Not to mention the fact that as soon as school is back after May half-term, Anna’s social calendar, and therefore my to-do list, goes stratospheric. Now she’s at pre-school, Sophia is in on the act too. This is what we have in the diary, so far, for this week and next:

  • Paddling pool playdate here with Anna’s friend
  • Arranging to meet a woman who lives on the other side of Walthamstow so that we can exchange Lego cards on behalf of our children
  • School trip to museum, Anna to be dressed in Victorian schoolgirl costume (that will be fun for her on the Tube in this weather!)
  • Wear Yellow to School to support Cystic Fibrosis research (remember to take money, and lend a yellow t-shirt to Anna’s friend)
  • Cake sale at school to raise money for World Wildlife Fund (need to bake a cake)
  • Hospital check-up for Sophia
  • Leafletting to advertise Pre-school Summer Fete
  • Pre-school Summer Fete (need to bake a cake for the cake stall, and provide an example of our family’s ethnic cuisine for the International stall. Umm, fish fingers?)
  • Merton College Family Garden Party (alright, to be fair, this is actually mine and husband’s social activity. The theory is that we get to catch up with some of our oldest and closest friends while our respective offspring play contentedly together in the ancient and beautiful garden, continuing our wonderful friendships into a second generation. The reality is probably that we manage to exchange no more than three interrupted sentences over the course of as many hours because our time is occupied with attempting to prevent our respective offspring demolishing said ancient and beautiful garden and/or each other. However, there will be Pimms.)
  • Trip to opticians to have Anna’s new glasses fitted
  • Another playdate
  • Anna’s friend’s Eid party
  • Primary School Summer Fayre (need to bake a cake for the cake stall, take in a bottle for the bottle tombola, a chocolate item for the chocolate tombola and sort out some books and bric-a-brac for, yes you’ve guessed it, the book and bric-a-brac stalls).

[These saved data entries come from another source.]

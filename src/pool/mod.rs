//! Connection pooling subsystem.
//!
//! # Data Flow
//! ```text
//! Request URI
//!     → route.rs (scheme + host + port, optional proxy)
//!     → manager.rs (wait for a per-route and a global permit, FIFO)
//!         - idle connection for the route → reuse
//!         - none idle → caller opens one (after evicting other routes' idle
//!           connections if the global cap would be exceeded)
//!     → lease.rs (RAII grant; returned or discarded on drop)
//! ```
//!
//! # Design Decisions
//! - Caps bound concurrent leases; semaphores serve waiters in order
//! - The acquisition wait is bounded; a timed-out waiter leaves no trace
//! - Idle sets live behind one mutex; connections are dropped outside it
//! - Generic over the connection type so the pool is testable without sockets

pub mod lease;
pub mod manager;
pub mod route;

pub use lease::Lease;
pub use manager::{ConnectionPool, PoolError, PoolLimits, PoolStats, Poolable, RouteStats};
pub use route::{Endpoint, Route, RouteError};
//! Configuration loading from disk.

use std::fs;
use std::path::Path;

use crate::config::schema::ClientConfig;
use crate::config::validation::{validate_config, ValidationError};

/// Error type for configuration loading.
#[derive(Debug)]
pub enum ConfigError {
    Io(std::io::Error),
    Parse(toml::de::Error),
    Validation(Vec<ValidationError>),
}

impl std::fmt::Display for ConfigError {
    fn fmt(&self, f: &mut std::fmt::Formatter<'_>) -> std::fmt::Result {
        match self {
            ConfigError::Io(e) => write!(f, "IO error: {}", e),
            ConfigError::Parse(e) => write!(f, "Parse error: {}", e),
            ConfigError::Validation(errors) => {
                write!(f, "Validation failed: ")?;
                for (i, err) in errors.iter().enumerate() {
                    if i > 0 {
                        write!(f, ", ")?;
                    }
                    write!(f, "{}", err)?;
                }
                Ok(())
            }
        }
    }
}

impl std::error::Error for ConfigError {
    fn source(&self) -> Option<&(dyn std::error::Error + 'static)> {
        match self {
            ConfigError::Io(e) => Some(e),
            ConfigError::Parse(e) => Some(e),
            ConfigError::Validation(_) => None,
        }
    }
}

/// Load and validate configuration from a TOML file.
pub fn load_config(path: &Path) -> Result<ClientConfig, ConfigError> {
    let content = fs::read_to_string(path).map_err(ConfigError::Io)?;
    parse_config(&content)
}

/// Parse and validate configuration from TOML text.
pub fn parse_config(content: &str) -> Result<ClientConfig, ConfigError> {
    let config: ClientConfig = toml::from_str(content).map_err(ConfigError::Parse)?;

    validate_config(&config).map_err(ConfigError::Validation)?;

    Ok(config)
}
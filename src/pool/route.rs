//! Route resolution.
//!
//! # Responsibilities
//! - Derive the pool partition key (scheme, host, port) from a request URI
//! - Apply default ports and normalise host case
//! - Record the forward proxy a route is reached through

use std::fmt;

use hyper::Uri;
use thiserror::Error;

/// Why a URI could not be turned into a route.
#[derive(Debug, Clone, PartialEq, Eq, Error)]
pub enum RouteError {
    #[error("uri has no scheme")]
    MissingScheme,

    #[error("uri has no host")]
    MissingHost,

    #[error("scheme {0} is not supported")]
    UnsupportedScheme(String),
}

/// A host and port to open a TCP connection to.
#[derive(Debug, Clone, PartialEq, Eq, Hash)]
pub struct Endpoint {
    pub host: String,
    pub port: u16,
}

impl Endpoint {
    pub fn new(host: impl Into<String>, port: u16) -> Self {
        Self {
            host: normalize_host(&host.into()),
            port,
        }
    }
}

impl fmt::Display for Endpoint {
    fn fmt(&self, f: &mut fmt::Formatter<'_>) -> fmt::Result {
        if self.host.contains(':') {
            write!(f, "[{}]:{}", self.host, self.port)
        } else {
            write!(f, "{}:{}", self.host, self.port)
        }
    }
}

/// Destination of a request; the unit of connection-pool partitioning.
#[derive(Debug, Clone, PartialEq, Eq, Hash)]
pub struct Route {
    scheme: String,
    target: Endpoint,
    proxy: Option<Endpoint>,
}

impl Route {
    /// A route reached without a proxy.
    pub fn direct(scheme: impl Into<String>, host: impl Into<String>, port: u16) -> Self {
        Self {
            scheme: scheme.into().to_ascii_lowercase(),
            target: Endpoint::new(host, port),
            proxy: None,
        }
    }

    /// Resolve the route of an absolute `http` or `https` URI.
    pub fn from_uri(uri: &Uri) -> Result<Self, RouteError> {
        let scheme = uri.scheme_str().ok_or(RouteError::MissingScheme)?;
        let host = uri.host().filter(|h| !h.is_empty()).ok_or(RouteError::MissingHost)?;

        let default_port = match scheme.to_ascii_lowercase().as_str() {
            "http" => 80,
            "https" => 443,
            other => return Err(RouteError::UnsupportedScheme(other.to_string())),
        };
        let port = uri.port_u16().unwrap_or(default_port);

        Ok(Self::direct(scheme, host, port))
    }

    /// The same destination, reached through a forward proxy.
    pub fn via(mut self, proxy: Endpoint) -> Self {
        self.proxy = Some(proxy);
        self
    }

    pub fn scheme(&self) -> &str {
        &self.scheme
    }

    pub fn target(&self) -> &Endpoint {
        &self.target
    }

    pub fn proxy(&self) -> Option<&Endpoint> {
        self.proxy.as_ref()
    }

    pub fn is_proxied(&self) -> bool {
        self.proxy.is_some()
    }

    pub fn is_tls(&self) -> bool {
        self.scheme == "https"
    }

    /// The endpoint the TCP connection is opened to.
    pub fn connect_endpoint(&self) -> &Endpoint {
        self.proxy.as_ref().unwrap_or(&self.target)
    }
}

impl fmt::Display for Route {
    fn fmt(&self, f: &mut fmt::Formatter<'_>) -> fmt::Result {
        write!(f, "{}://{}", self.scheme, self.target)?;
        if let Some(proxy) = &self.proxy {
            write!(f, " via {}", proxy)?;
        }
        Ok(())
    }
}

fn normalize_host(host: &str) -> String {
    host.trim_start_matches('[')
        .trim_end_matches(']')
        .to_ascii_lowercase()
}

I’m also being ceaselessly badgered to arrange a time for another of Anna’s friends to come round so that they can hold the Fairy Queen tea party they’ve been planning in minute detail. And, on top of all this, those pesky children still insist on being fedEvery single day. At least three times.

However, there are also advantages to summer. We are eating every meal outside, which greatly reduces the hoovering. The laundry dries really quickly. If you ignore the plethora of primary coloured plastic with which it is littered, the garden looks lovely. And yesterday, in Mega Mummy Win of the Week, I got Sophia engaged in water play which involved her repeatedly filling a beaker with water and then pouring it over my feet and legs. Sheer bliss.